*WHAT IS EXPECTED*: Give back the full data, unchanged and complete.

******

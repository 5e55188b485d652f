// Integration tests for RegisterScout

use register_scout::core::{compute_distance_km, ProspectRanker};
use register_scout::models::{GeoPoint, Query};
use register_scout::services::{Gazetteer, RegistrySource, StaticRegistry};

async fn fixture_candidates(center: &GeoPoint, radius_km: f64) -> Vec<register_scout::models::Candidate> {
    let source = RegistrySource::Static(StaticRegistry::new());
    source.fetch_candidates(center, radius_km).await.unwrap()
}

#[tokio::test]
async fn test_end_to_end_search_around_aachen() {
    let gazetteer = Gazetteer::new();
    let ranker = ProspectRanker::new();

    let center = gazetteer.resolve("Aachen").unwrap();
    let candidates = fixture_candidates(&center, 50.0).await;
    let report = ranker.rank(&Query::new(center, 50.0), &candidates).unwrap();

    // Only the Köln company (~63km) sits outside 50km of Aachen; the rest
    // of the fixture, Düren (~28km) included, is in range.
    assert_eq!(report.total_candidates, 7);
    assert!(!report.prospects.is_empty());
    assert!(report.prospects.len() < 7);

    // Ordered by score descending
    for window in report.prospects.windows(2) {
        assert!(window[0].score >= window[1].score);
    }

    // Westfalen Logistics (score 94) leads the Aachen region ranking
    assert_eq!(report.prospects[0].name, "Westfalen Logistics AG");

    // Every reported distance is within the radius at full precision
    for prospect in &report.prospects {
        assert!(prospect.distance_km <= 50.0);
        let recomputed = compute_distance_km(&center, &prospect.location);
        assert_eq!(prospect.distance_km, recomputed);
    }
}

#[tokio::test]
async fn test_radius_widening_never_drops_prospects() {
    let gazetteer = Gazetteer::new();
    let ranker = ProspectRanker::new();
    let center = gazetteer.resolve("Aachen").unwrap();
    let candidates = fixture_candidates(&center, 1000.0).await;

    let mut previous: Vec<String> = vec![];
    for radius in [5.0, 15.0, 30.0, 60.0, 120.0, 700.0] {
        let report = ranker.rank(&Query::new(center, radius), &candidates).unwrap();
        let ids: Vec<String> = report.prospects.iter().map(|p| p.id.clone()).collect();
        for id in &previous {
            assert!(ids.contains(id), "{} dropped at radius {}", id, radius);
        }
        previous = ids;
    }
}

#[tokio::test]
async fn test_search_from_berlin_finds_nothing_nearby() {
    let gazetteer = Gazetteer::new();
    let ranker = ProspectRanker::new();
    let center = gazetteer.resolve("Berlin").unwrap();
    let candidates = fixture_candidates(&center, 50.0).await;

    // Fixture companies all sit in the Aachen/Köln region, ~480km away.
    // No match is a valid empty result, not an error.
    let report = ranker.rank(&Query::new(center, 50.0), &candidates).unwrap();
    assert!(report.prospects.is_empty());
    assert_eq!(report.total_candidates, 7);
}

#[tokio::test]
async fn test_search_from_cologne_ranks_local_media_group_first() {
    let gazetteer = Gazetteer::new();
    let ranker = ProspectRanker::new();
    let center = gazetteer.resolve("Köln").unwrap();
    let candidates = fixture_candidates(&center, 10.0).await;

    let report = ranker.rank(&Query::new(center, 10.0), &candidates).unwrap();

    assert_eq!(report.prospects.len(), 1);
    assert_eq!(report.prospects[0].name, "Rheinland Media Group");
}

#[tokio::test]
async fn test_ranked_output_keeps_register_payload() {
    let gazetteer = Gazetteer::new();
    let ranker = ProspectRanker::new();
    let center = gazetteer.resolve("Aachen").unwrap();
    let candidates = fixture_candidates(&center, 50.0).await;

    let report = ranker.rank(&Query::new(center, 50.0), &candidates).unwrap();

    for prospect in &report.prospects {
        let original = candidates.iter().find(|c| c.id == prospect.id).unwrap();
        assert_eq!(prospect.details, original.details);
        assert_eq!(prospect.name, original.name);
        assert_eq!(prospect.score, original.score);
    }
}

******

*RESPONSE TO THIS EXERCISE*:
repository 5e55188b485d652f
// Integration tests for RegisterScout

use register_scout::core::{compute_distance_km, ProspectRanker};
use register_scout::models::{GeoPoint, Query};
use register_scout::services::{Gazetteer, RegistrySource, StaticRegistry};

async fn fixture_candidates(center: &GeoPoint, radius_km: f64) -> Vec<register_scout::models::Candidate> {
    let source = RegistrySource::Static(StaticRegistry::new());
    source.fetch_candidates(center, radius_km).await.unwrap()
}

#[tokio::test]
async fn test_end_to_end_search_around_aachen() {
    let gazetteer = Gazetteer::new();
    let ranker = ProspectRanker::new();

    let center = gazetteer.resolve("Aachen").unwrap();
    let candidates = fixture_candidates(&center, 50.0).await;
    let report = ranker.rank(&Query::new(center, 50.0), &candidates).unwrap();

    // Only the Köln company (~63km) sits outside 50km of Aachen; the rest
    // of the fixture, Düren (~28km) included, is in range.
    assert_eq!(report.total_candidates, 7);
    assert!(!report.prospects.is_empty());
    assert!(report.prospects.len() < 7);

    // Ordered by score descending
    for window in report.prospects.windows(2) {
        assert!(window[0].score >= window[1].score);
    }

    // Westfalen Logistics (score 94) leads the Aachen region ranking
    assert_eq!(report.prospects[0].name, "Westfalen Logistics AG");

    // Every reported distance is within the radius at full precision
    for prospect in &report.prospects {
        assert!(prospect.distance_km <= 50.0);
        let recomputed = compute_distance_km(&center, &prospect.location);
        assert_eq!(prospect.distance_km, recomputed);
    }
}

#[tokio::test]
async fn test_radius_widening_never_drops_prospects() {
    let gazetteer = Gazetteer::new();
    let ranker = ProspectRanker::new();
    let center = gazetteer.resolve("Aachen").unwrap();
    let candidates = fixture_candidates(&center, 1000.0).await;

    let mut previous: Vec<String> = vec![];
    for radius in [5.0, 15.0, 30.0, 60.0, 120.0, 700.0] {
        let report = ranker.rank(&Query::new(center, radius), &candidates).unwrap();
        let ids: Vec<String> = report.prospects.iter().map(|p| p.id.clone()).collect();
        for id in &previous {
            assert!(ids.contains(id), "{} dropped at radius {}", id, radius);
        }
        previous = ids;
    }
}

#[tokio::test]
async fn test_search_from_berlin_finds_nothing_nearby() {
    let gazetteer = Gazetteer::new();
    let ranker = ProspectRanker::new();
    let center = gazetteer.resolve("Berlin").unwrap();
    let candidates = fixture_candidates(&center, 50.0).await;

    // Fixture companies all sit in the Aachen/Köln region, ~480km away.
    // No match is a valid empty result, not an error.
    let report = ranker.rank(&Query::new(center, 50.0), &candidates).unwrap();
    assert!(report.prospects.is_empty());
    assert_eq!(report.total_candidates, 7);
}

#[tokio::test]
async fn test_search_from_cologne_ranks_local_media_group_first() {
    let gazetteer = Gazetteer::new();
    let ranker = ProspectRanker::new();
    let center = gazetteer.resolve("Köln").unwrap();
    let candidates = fixture_candidates(&center, 10.0).await;

    let report = ranker.rank(&Query::new(center, 10.0), &candidates).unwrap();

    assert_eq!(report.prospects.len(), 1);
    assert_eq!(report.prospects[0].name, "Rheinland Media Group");
}

#[tokio::test]
async fn test_ranked_output_keeps_register_payload() {
    let gazetteer = Gazetteer::new();
    let ranker = ProspectRanker::new();
    let center = gazetteer.resolve("Aachen").unwrap();
    let candidates = fixture_candidates(&center, 50.0).await;

    let report = ranker.rank(&Query::new(center, 50.0), &candidates).unwrap();

    for prospect in &report.prospects {
        let original = candidates.iter().find(|c| c.id == prospect.id).unwrap();
        assert_eq!(prospect.details, original.details);
        assert_eq!(prospect.name, original.name);
        assert_eq!(prospect.score, original.score);
    }
}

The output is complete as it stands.